Laboratory of Persistent Viral Diseases, Rocky Mountain Laboratories, National Institute of Allergy and Infectious Disease, Hamilton, Montana, United States of America.
PLoS Pathog. 2010 Dec 2;6(12):e1001217. doi: 10.1371/journal.ppat.1001217.

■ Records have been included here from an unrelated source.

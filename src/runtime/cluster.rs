//! Cluster Runtime
//!
//! A cluster's live state: the ordered sequence of server ids that are
//! both bound and Up, plus the selector built from its configured
//! strategy. The sequence is mutated by bind events and health
//! transitions; request workers only read it.

use crate::domain::entities::{Cluster, LbStrategy};
use crate::domain::request::DispatchRequest;
use crate::domain::services::{new_load_balance, LoadBalance};
use parking_lot::RwLock;

pub struct ClusterRuntime {
    meta: RwLock<Cluster>,
    /// Insertion-ordered, duplicate-free
    svrs: RwLock<Vec<u64>>,
    lb: RwLock<Box<dyn LoadBalance>>,
}

impl ClusterRuntime {
    pub fn new(meta: Cluster) -> Self {
        let lb = new_load_balance(meta.load_balance);
        Self {
            meta: RwLock::new(meta),
            svrs: RwLock::new(Vec::new()),
            lb: RwLock::new(lb),
        }
    }

    pub fn id(&self) -> u64 {
        self.meta.read().id
    }

    pub fn meta(&self) -> Cluster {
        self.meta.read().clone()
    }

    pub fn strategy(&self) -> LbStrategy {
        self.meta.read().load_balance
    }

    /// Replace the metadata and rebuild the selector. The server sequence
    /// is untouched.
    pub fn update_meta(&self, meta: Cluster) {
        *self.lb.write() = new_load_balance(meta.load_balance);
        *self.meta.write() = meta;
    }

    /// Append a server to the sequence; no-op when already present.
    pub fn add(&self, id: u64) {
        let mut svrs = self.svrs.write();
        if svrs.contains(&id) {
            return;
        }
        svrs.push(id);
        tracing::info!("bind <{},{}> actived", self.id(), id);
    }

    /// Drop a server from the sequence, preserving the order of the rest.
    pub fn remove(&self, id: u64) {
        let mut svrs = self.svrs.write();
        if let Some(pos) = svrs.iter().position(|&s| s == id) {
            svrs.remove(pos);
            tracing::info!("bind <{},{}> inactived", self.id(), id);
        }
    }

    pub fn contains(&self, id: u64) -> bool {
        self.svrs.read().contains(&id)
    }

    pub fn servers(&self) -> Vec<u64> {
        self.svrs.read().clone()
    }

    pub fn len(&self) -> usize {
        self.svrs.read().len()
    }

    pub fn is_empty(&self) -> bool {
        self.svrs.read().is_empty()
    }

    /// Walk the sequence from back to front.
    pub fn foreach<F>(&self, mut f: F)
    where
        F: FnMut(u64),
    {
        for &id in self.svrs.read().iter().rev() {
            f(id);
        }
    }

    /// Ask the strategy for a server. Returns 0 when the selector yields
    /// nothing usable.
    pub fn select_server(&self, req: &DispatchRequest) -> u64 {
        let svrs = self.svrs.read();
        let index = self.lb.read().select(req, &svrs);
        if index < 0 {
            return 0;
        }
        svrs.get(index as usize).copied().unwrap_or(0)
    }
}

A major problem for the effective diagnosis and management of prion diseases is the lack of rapid high-throughput assays to measure low levels of prions. Such measurements have typically required prolonged bioassays in animals. Highly sensitive, but generally non-quantitative, prion detection methods have been developed based on prions' ability to seed the conversion of normally soluble protease-sensitive forms of prion protein to protease-resistant and/or amyloid fibrillar forms. Here we describe an approach for estimating the relative amount of prions using a new prion seeding assay called real-time quaking induced conversion assay (RT-QuIC). The underlying reaction blends aspects of the previously described quaking-induced conversion (QuIC) and amyloid seeding assay (ASA) methods and involves prion-seeded conversion of the alpha helix-rich form of bacterially expressed recombinant PrP(C) to a beta sheet-rich amyloid fibrillar form. The RT-QuIC is as sensitive as the animal bioassay, but can be accomplished in 2 days or less. Analogous to end-point dilution animal bioassays, this approach involves testing of serial dilutions of samples and statistically estimating the seeding dose (SD) giving positive responses in 50% of replicate reactions (SD(50)). Brain tissue from 263K scrapie-affected hamsters gave SD(50) values of 10(11)-10(12)/g, making the RT-QuIC similar in sensitivity to end-point dilution bioassays. Analysis of bioassay-positive nasal lavages from hamsters affected with transmissible mink encephalopathy gave SD(50) values of 10(3.5)-10(5.7)/ml, showing that nasal cavities release substantial prion infectivity that can be rapidly detected. Cerebral spinal fluid from 263K scrapie-affected hamsters contained prion SD(50) values of 10(2.0)-10(2.9)/ml. RT-QuIC assay also discriminated deer chronic wasting disease and sheep scrapie brain samples from normal control samples. In principle, end-point dilution quantitation can be applied to many types of prion and amyloid seeding assays. End point dilution RT-QuIC provides a sensitive, rapid, quantitative, and high throughput assay of prion seeding activity.
用于有效诊断和管理朊病毒疾病的一个主要问题是缺乏快速高通量的检测方法来测量低水平的朊病毒。此类测量通常需要在动物中进行长时间的生物测定。已经开发了高度敏感但通常是非定量的朊病毒检测方法,这些方法基于朊病毒将正常可溶性蛋白酶敏感形式的朊病毒蛋白转化为蛋白酶抗性和/或淀粉样纤维形式的能力。在这里,我们描述了一种使用称为实时震颤诱导转化测定(RT-QuIC)的新朊病毒接种测定来估计朊病毒相对量的方法。该反应结合了先前描述的震颤诱导转化(QuIC)和淀粉样纤维接种测定(ASA)方法的各个方面,涉及细菌表达的重组 PrP(C)的富含α螺旋形式的朊病毒接种转化为富含β片层的淀粉样纤维形式。RT-QuIC 与动物生物测定一样敏感,但可以在 2 天或更短的时间内完成。类似于终点稀释动物生物测定,该方法涉及对样品的连续稀释进行测试,并统计估计在 50%的重复反应中产生阳性反应的接种剂量(SD)(SD(50))。来自 263K 瘙痒病感染仓鼠的脑组织给出了 SD(50)值为 10(11)-10(12)/g,使得 RT-QuIC 与终点稀释生物测定的灵敏度相似。对感染传染性水貂脑病的仓鼠的生物测定阳性鼻冲洗液进行分析,得到了 SD(50)值为 10(3.5)-10(5.7)/ml,表明鼻腔释放出大量可快速检测到的朊病毒感染性。来自 263K 瘙痒病感染仓鼠的脑脊髓液含有 SD(50)值为 10(2.0)-10(2.9)/ml。RT-QuIC 测定还区分了鹿慢性消耗病和绵羊瘙痒病脑组织与正常对照样本。原则上,终点稀释定量可以应用于许多类型的朊病毒和淀粉样纤维接种测定。终点稀释 RT-QuIC 提供了一种敏感、快速、定量和高通量的朊病毒接种活性检测方法。